The news release said they may ask that Jewell's body be exhumed for a second autopsy.

The family also criticized the release on bond of Jewell's accused killer Frederick Richardson. Richardson is charged with voluntary manslaughter in the Oct. 2 death.

Jewell was engaged to the newest member of the cast, Kandi Burruss, and until their breakup in August he made occasionally appearances on the show. His relationship with Burruss was the topic of several conversations because her family opposed it.

Initially police said Jewell, 35, died of blunt force trauma to the head. But the Fulton County Medical Examiner’s Office said later Jewell most likely died from sickle cell, a condition he did not know he had.The official findings had been  pending the outcome of tests that were detailed in the ME’s report, which was “finalized” on Monday.
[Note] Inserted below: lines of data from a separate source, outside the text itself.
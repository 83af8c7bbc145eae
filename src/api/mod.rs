//! API routing module
//!
//! # Structure
//!
//! - [`health`] - liveness check
//! - [`menu`] - public menu browsing + admin food item management
//! - [`orders`] - checkout, order lookup, admin order listing
//! - [`inventory`] - admin inventory dashboard and corrections
//! - [`alerts`] - admin alert listing, dismissal, on-demand analysis
//! - [`suggestions`] - customer-facing suggestion endpoints

pub mod alerts;
pub mod health;
pub mod inventory;
pub mod menu;
pub mod orders;
pub mod suggestions;

use crate::core::ServerState;
use axum::Router;
use tower_http::cors::CorsLayer;
use tower_http::trace::TraceLayer;

// Re-export common types for handlers
pub use crate::utils::{AppResponse, AppResult};

/// Assemble the full application router
pub fn router(state: ServerState) -> Router {
    Router::new()
        .merge(health::router())
        .merge(menu::router())
        .merge(orders::router())
        .merge(inventory::router())
        .merge(alerts::router())
        .merge(suggestions::router())
        .layer(TraceLayer::new_for_http())
        .layer(CorsLayer::permissive())
        .with_state(state)
}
The fight  in the parking lot of the Body Tap, according to police, was the final conflict in an ongoing feud between the two men as they struggled for control at the west Atlanta strip bar.
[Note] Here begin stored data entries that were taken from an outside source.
/// Fold the cart into per-ingredient deductions:
/// `required[ingredient] = Σ qty_required × line quantity` across every
/// line of every food item. Pure in-memory, no side effects. The result is
/// sorted by ingredient name so processing order (and any error surfaced
/// from it) is deterministic.
pub(crate) fn aggregate_deductions(
    lines: &[CartLine],
    foods: &HashMap<String, FoodItem>,
) -> Result<Vec<Deduction>, OrderError> {
    let mut by_ingredient: HashMap<String, Deduction> = HashMap::new();

    for line in lines {
        let food = foods
            .get(&line.food_item_id)
            .ok_or_else(|| OrderError::FoodItemNotFound(line.food_item_id.clone()))?;
        for requirement in &food.ingredients {
            let ingredient = &requirement.ingredient;
            let amount = requirement.qty_required * Decimal::from(line.quantity);
            by_ingredient
                .entry(ingredient.id.clone())
                .and_modify(|d| d.required += amount)
                .or_insert_with(|| Deduction {
                    ingredient_id: ingredient.id.clone(),
                    name: ingredient.name.clone(),
                    unit: ingredient.unit.clone(),
                    required: amount,
                });
        }
    }

    let mut deductions: Vec<Deduction> = by_ingredient.into_values().collect();
    deductions.sort_by(|a, b| a.name.cmp(&b.name));
    Ok(deductions)
}

#[derive(Clone)]
pub struct OrderService {
    pool: SqlitePool,
    catalog: CatalogService,
    ingredients: IngredientRepository,
    orders: OrderRepository,
    cache: Arc<dyn CacheStore>,
    /// Post-order screening hook; `None` disables it (tests)
    suggestions: Option<Arc<SuggestionService>>,
    tx_timeout: Duration,
}

impl OrderService {
    pub fn new(
        pool: SqlitePool,
        catalog: CatalogService,
        ingredients: IngredientRepository,
        orders: OrderRepository,
        cache: Arc<dyn CacheStore>,
        suggestions: Option<Arc<SuggestionService>>,
        tx_timeout: Duration,
    ) -> Self {
        Self {
            pool,
            catalog,
            ingredients,
            orders,
            cache,
            suggestions,
            tx_timeout,
        }
    }

    /// Place an order for the given cart lines. Returns the order id (the
    /// original one when `idempotency_key` has been seen before).
    pub async fn create_order(
        &self,
        lines: &[CartLine],
        idempotency_key: Option<&str>,
    ) -> Result<String, OrderError> {
        let started = Instant::now();

        // ========== VALIDATING ==========
        if lines.is_empty() {
            return Err(OrderError::EmptyCart);
        }
        let mut total_cents: i64 = 0;
        let mut items: Vec<OrderItemInsert> = Vec::with_capacity(lines.len());
        for line in lines {
            if line.quantity <= 0 || line.quantity > MAX_LINE_QUANTITY {
                return Err(OrderError::InvalidQuantity {
                    food_item_id: line.food_item_id.clone(),
                    quantity: line.quantity,
                });
            }
            if line.price < Decimal::ZERO {
                return Err(OrderError::InvalidPrice {
                    food_item_id: line.food_item_id.clone(),
                    reason: "price must be non-negative".into(),
                });
            }
            let price_cents =
                money_to_cents(line.price, "price").map_err(|e| OrderError::InvalidPrice {
                    food_item_id: line.food_item_id.clone(),
                    reason: e.to_string(),
                })?;
            total_cents += price_cents * line.quantity;
            items.push(OrderItemInsert {
                id: uuid::Uuid::new_v4().to_string(),
                food_item_id: line.food_item_id.clone(),
                quantity: line.quantity,
                price_cents,
            });
        }

        // Idempotent replay: a known key resolves to the original order
        if let Some(key) = idempotency_key
            && let Some(existing) = self.orders.find_id_by_idempotency_key(key).await?
        {
            tracing::warn!(
                idempotency_key = key,
                order_id = %existing,
                "Duplicate order detected, returning original"
            );
            return Ok(existing);
        }

        // Resolve every food item in one batch; any unknown id aborts the
        // whole order
        let ids: Vec<String> = lines.iter().map(|l| l.food_item_id.clone()).collect();
        let foods: HashMap<String, FoodItem> = self
            .catalog
            .get_by_ids(&ids)
            .await?
            .into_iter()
            .map(|f| (f.id.clone(), f))
            .collect();
        let deductions = aggregate_deductions(lines, &foods)?;

        // ========== RESERVING ==========
        // Advisory pre-check only: concurrent orders may still drive stock
        // negative between this read and the decrement below.
        for deduction in &deductions {
            let current = self
                .ingredients
                .find_by_id(&deduction.ingredient_id)
                .await?
                .ok_or_else(|| {
                    OrderError::Storage(format!(
                        "Ingredient {} not found",
                        deduction.ingredient_id
                    ))
                })?;
            if current.quantity < deduction.required {
                return Err(OrderError::InsufficientInventory {
                    name: current.name,
                    required: deduction.required,
                    available: current.quantity,
                });
            }
        }

        // ========== COMMITTING ==========
        let order_id = uuid::Uuid::new_v4().to_string();
        let commit = self.commit(&order_id, total_cents, idempotency_key, &items, &deductions);
        match tokio::time::timeout(self.tx_timeout, commit).await {
            Ok(Ok(())) => {}
            Ok(Err(RepoError::Duplicate(_))) if idempotency_key.is_some() => {
                // Lost the race against a concurrent retry with the same
                // key; resolve to the order that won
                let key = idempotency_key.unwrap_or_default();
                if let Some(existing) = self.orders.find_id_by_idempotency_key(key).await? {
                    tracing::warn!(
                        idempotency_key = key,
                        order_id = %existing,
                        "Concurrent duplicate order, returning original"
                    );
                    return Ok(existing);
                }
                return Err(OrderError::Storage("Duplicate order".into()));
            }
            Ok(Err(e)) => {
                tracing::error!(
                    error = %e,
                    items = lines.len(),
                    duration_ms = started.elapsed().as_millis() as u64,
                    "Order creation failed"
                );
                return Err(e.into());
            }
            Err(_) => {
                // The timed-out future is dropped, which rolls the
                // transaction back in full
                tracing::error!(
                    timeout_ms = self.tx_timeout.as_millis() as u64,
                    items = lines.len(),
                    "Order transaction timed out"
                );
                return Err(OrderError::Timeout);
            }
        }

        // ========== COMMITTED ==========
        // New orders shift every page and the stock levels changed
        cache::invalidate_pattern(&*self.cache, keys::ORDERS_PATTERN).await;
        cache::invalidate(&*self.cache, &[&keys::inventory_dashboard()]).await;

        tracing::info!(
            order_id = %order_id,
            items = lines.len(),
            total_cents,
            duration_ms = started.elapsed().as_millis() as u64,
            "Order committed"
        );

        // Post-order screening runs detached; its failure never reaches
        // the customer
        if let Some(suggestions) = &self.suggestions {
            let service = suggestions.clone();
            let screened_order = order_id.clone();
            tokio::spawn(async move {
                service.post_order_screening(&screened_order).await;
            });
        }

        Ok(order_id)
    }

    /// The transactional step: order + items + decrements + alerts, all or
    /// nothing
    async fn commit(
        &self,
        order_id: &str,
        total_cents: i64,
        idempotency_key: Option<&str>,
        items: &[OrderItemInsert],
        deductions: &[Deduction],
    ) -> RepoResult<()> {
        let tx_started = Instant::now();
        let mut tx = self.pool.begin().await?;
        tracing::debug!(order_id, "Transaction start");

        OrderRepository::create_with_items(
            &mut tx,
            order_id,
            total_cents,
            OrderStatus::Completed,
            idempotency_key,
            items,
        )
        .await?;

        let mut alerts: Vec<AlertDraft> = Vec::new();
        for deduction in deductions {
            let delta = qty_to_milli(deduction.required, "deduction")?;
            let post =
                IngredientRepository::adjust_stock_on(&mut tx, &deduction.ingredient_id, -delta)
                    .await?;
            if let Some(alert) = low_stock_alert(&post) {
                alerts.push(alert);
            }
        }
        AlertRepository::create_many_on(&mut tx, &alerts).await?;

        tx.commit().await?;
        tracing::info!(
            order_id,
            low_stock_alerts = alerts.len(),
            duration_ms = tx_started.elapsed().as_millis() as u64,
            "Transaction commit"
        );
        Ok(())
    }

    /// One page of orders, newest first, with a pagination summary; cached
    /// per `(page, page_size)` and bulk-invalidated on every commit
    pub async fn get_orders(&self, page: u32, page_size: u32) -> RepoResult<OrderPage> {
        let started = Instant::now();
        let page = page.max(1);
        let page_size = if page_size == 0 {
            DEFAULT_PAGE_SIZE
        } else {
            page_size.min(MAX_PAGE_SIZE)
        };
        let key = keys::orders_page(page, page_size);

        if let Some(cached) = cache::get_json::<OrderPage>(&*self.cache, &key).await {
            tracing::debug!(page, page_size, "Orders served from cache");
            return Ok(cached);
        }

        let total = self.orders.count().await?;
        let offset = (page as i64 - 1) * page_size as i64;
        let orders = self.orders.find_page(page_size as i64, offset).await?;

        let result = OrderPage {
            orders,
            pagination: Pagination {
                page,
                page_size,
                total,
                total_pages: total.div_ceil(page_size as u64),
            },
        };
        cache::put_json(&*self.cache, &key, &result, ORDERS_TTL).await;

        let duration_ms = started.elapsed().as_millis() as u64;
        tracing::debug!(page, page_size, total, duration_ms, "Orders page fetched");
        if duration_ms > 1000 {
            tracing::warn!(page, page_size, duration_ms, "Slow orders query");
        }
        Ok(result)
    }

    pub async fn get_order_by_id(&self, id: &str) -> RepoResult<Option<Order>> {
        self.orders.find_by_id_with_items(id).await
    }
}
Richardson was a club manager and Jewell was buying an interest in the business. Police said Jewell may have started the fight because he didn’t think he was getting enough respect from Richardson.
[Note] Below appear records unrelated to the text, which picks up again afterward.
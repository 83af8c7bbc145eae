//! Inventory API module (admin)

mod handler;

use axum::{
    Router,
    routing::{get, put},
};

use crate::core::ServerState;

pub fn router() -> Router<ServerState> {
    Router::new().nest("/api/inventory", routes())
}

fn routes() -> Router<ServerState> {
    Router::new()
        .route("/dashboard", get(handler::dashboard))
        .route(
            "/ingredients",
            get(handler::list_ingredients)
                .post(handler::create_ingredient)
                .put(handler::batch_set_quantities),
        )
        .route("/ingredients/{id}", get(handler::get_ingredient))
        .route("/ingredients/{id}/quantity", put(handler::set_quantity))
        .route("/near-expiry", get(handler::near_expiry))
}
//! Food item model

use super::ingredient::Ingredient;
use chrono::{DateTime, Utc};
use rust_decimal::Decimal;
use serde::{Deserialize, Serialize};

/// A menu item with its ingredient requirements
#[derive(Debug, Clone, PartialEq, Serialize, Deserialize)]
#[serde(rename_all = "camelCase")]
pub struct FoodItem {
    pub id: String,
    pub name: String,
    pub price: Decimal,
    pub description: String,
    pub image: String,
    pub created_at: DateTime<Utc>,
    pub updated_at: DateTime<Utc>,
    pub ingredients: Vec<FoodIngredient>,
}

/// One ingredient requirement of a food item (join row)
#[derive(Debug, Clone, PartialEq, Serialize, Deserialize)]
#[serde(rename_all = "camelCase")]
pub struct FoodIngredient {
    pub id: String,
    /// Quantity of the ingredient consumed per unit of the food item,
    /// in the ingredient's unit
    pub qty_required: Decimal,
    pub ingredient: Ingredient,
}

/// Denormalized food snapshot carried by order listings and suggestions
#[derive(Debug, Clone, PartialEq, Serialize, Deserialize)]
#[serde(rename_all = "camelCase")]
pub struct FoodItemSummary {
    pub id: String,
    pub name: String,
    pub price: Decimal,
    pub description: String,
    pub image: String,
}

#[derive(Debug, Clone, Deserialize)]
#[serde(rename_all = "camelCase")]
pub struct IngredientRequirement {
    pub ingredient_id: String,
    pub qty_required: Decimal,
}

#[derive(Debug, Clone, Deserialize)]
#[serde(rename_all = "camelCase")]
pub struct FoodItemCreate {
    pub name: String,
    pub price: Decimal,
    #[serde(default)]
    pub description: String,
    #[serde(default)]
    pub image: String,
    #[serde(default)]
    pub ingredients: Vec<IngredientRequirement>,
}

#[derive(Debug, Clone, Default, Deserialize)]
#[serde(rename_all = "camelCase")]
pub struct FoodItemUpdate {
    pub name: Option<String>,
    pub price: Option<Decimal>,
    pub description: Option<String>,
    pub image: Option<String>,
    /// When present, replaces the full ingredient requirement set
    pub ingredients: Option<Vec<IngredientRequirement>>,
}
//! Suggestion Gateway
//!
//! LLM-backed menu suggestions behind a strict polymorphic boundary:
//!
//! - [`TextModel`] is the single opaque model call ([`GeminiModel`] in
//!   production, scripted fakes in tests, or absent entirely).
//! - [`parse`] owns every markdown-stripping / JSON-extraction heuristic;
//!   nothing outside this module ever touches free-form model text.
//! - [`SuggestionService`] turns catalog/order context into typed
//!   [`Suggestion`]s with deterministic fallbacks.
//!
//! Contract with the rest of the system: nothing in here ever propagates
//! an error to its caller. A failed or missing model degrades to the
//! deterministic fallback (first N available items), and upstream
//! rate-limiting is logged at reduced severity.

pub mod gemini;
pub mod parse;
pub mod service;

pub use gemini::GeminiModel;
pub use service::SuggestionService;

use async_trait::async_trait;
use rust_decimal::Decimal;
use serde::{Deserialize, Serialize};
use thiserror::Error;

#[derive(Debug, Error)]
pub enum AiError {
    #[error("Rate limited by upstream")]
    RateLimited,

    #[error("Model request failed: {0}")]
    Http(String),

    #[error("Malformed model response: {0}")]
    Malformed(String),
}

pub type AiResult<T> = Result<T, AiError>;

/// The one opaque LLM call
#[async_trait]
pub trait TextModel: Send + Sync {
    async fn generate(&self, prompt: &str) -> AiResult<String>;
}

/// A ranked menu suggestion surfaced to the customer
#[derive(Debug, Clone, PartialEq, Serialize, Deserialize)]
#[serde(rename_all = "camelCase")]
pub struct Suggestion {
    pub food_id: String,
    pub name: String,
    pub reason: String,
    pub image: String,
    pub price: Decimal,
}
"My client, to this day, does not know why A.J. Jewell jumped on him," said Dennis Scheib, Richardson's attorney.

Scheib said Jewell pulled a gun on Richardson while the two were in an office at the club that evening and then followed Richardson to the parking lot. Scheib said Jewell hit Richardson twice before Richardson could strike back.

"My client took an ass whooping," Scheib said. "He got his fingers broken. He had a  busted eye. He took three pops to the head real quickly. The guy approached him and said, ‘I've got something for you.' Boom. Boom. Boom. My guy was doing catchup."

Scheib said he hopes the charges against Richardson will be dropped.

Fulton District Attorney Paul Howard's office did not immediately respond to voicemail messages and an e-mail seeking comment.

The ME's report said there also was evidence of  "mild or early heart disease" that also contributed to his death. But the primary cause of Jewell's death was sickle cell, a condition that affects about 8 percent of African-Americans but less than 1 percent of  whites. The condition affects oxygen levels in the blood.

"It is our opinion that Ashley Jewell ... died of a rare complication of sickle cell trait, brought about by a physical altercation," the report said. "Most individuals with sickle cell trait live a normal lifespan with no health consequences."

But Jewell had a condition that is "so rare that most people believe it cannot happen but it can be brought on by severe exertion."

It has been  documented that only four out of 4,000 African-American military recruits (about 0.1 percent) died from the condition during boot camp in one year, according to a 1970 report by the military. Three of them died on their first day at camp and all after extreme physical activity.

As in other cases like this, Jewell was conscious and talking until he reached Piedmont Hospital.

"For example, according to one witness, he indicated to her that he wanted her to give him his brass knuckles," according to the report.

Jewell also asked for water while in the ambulance. And he never complained of chest pains, the report said.

Athletes, firefighters and those running from the police have  experienced the same condition as Jewell, the report said.

The first sign is weakness. "It does not cause unconsciousness initially and the person is able to speak," the report said. "As it may affect the heart, it can lead to an abnormal heart rhythm. Left untreated, the condition can be lethal.

"Mr. Jewell was involved in a very active fist fight, which was likely very tiring," the report said. "As he fought, the oxygen in his blood was used up."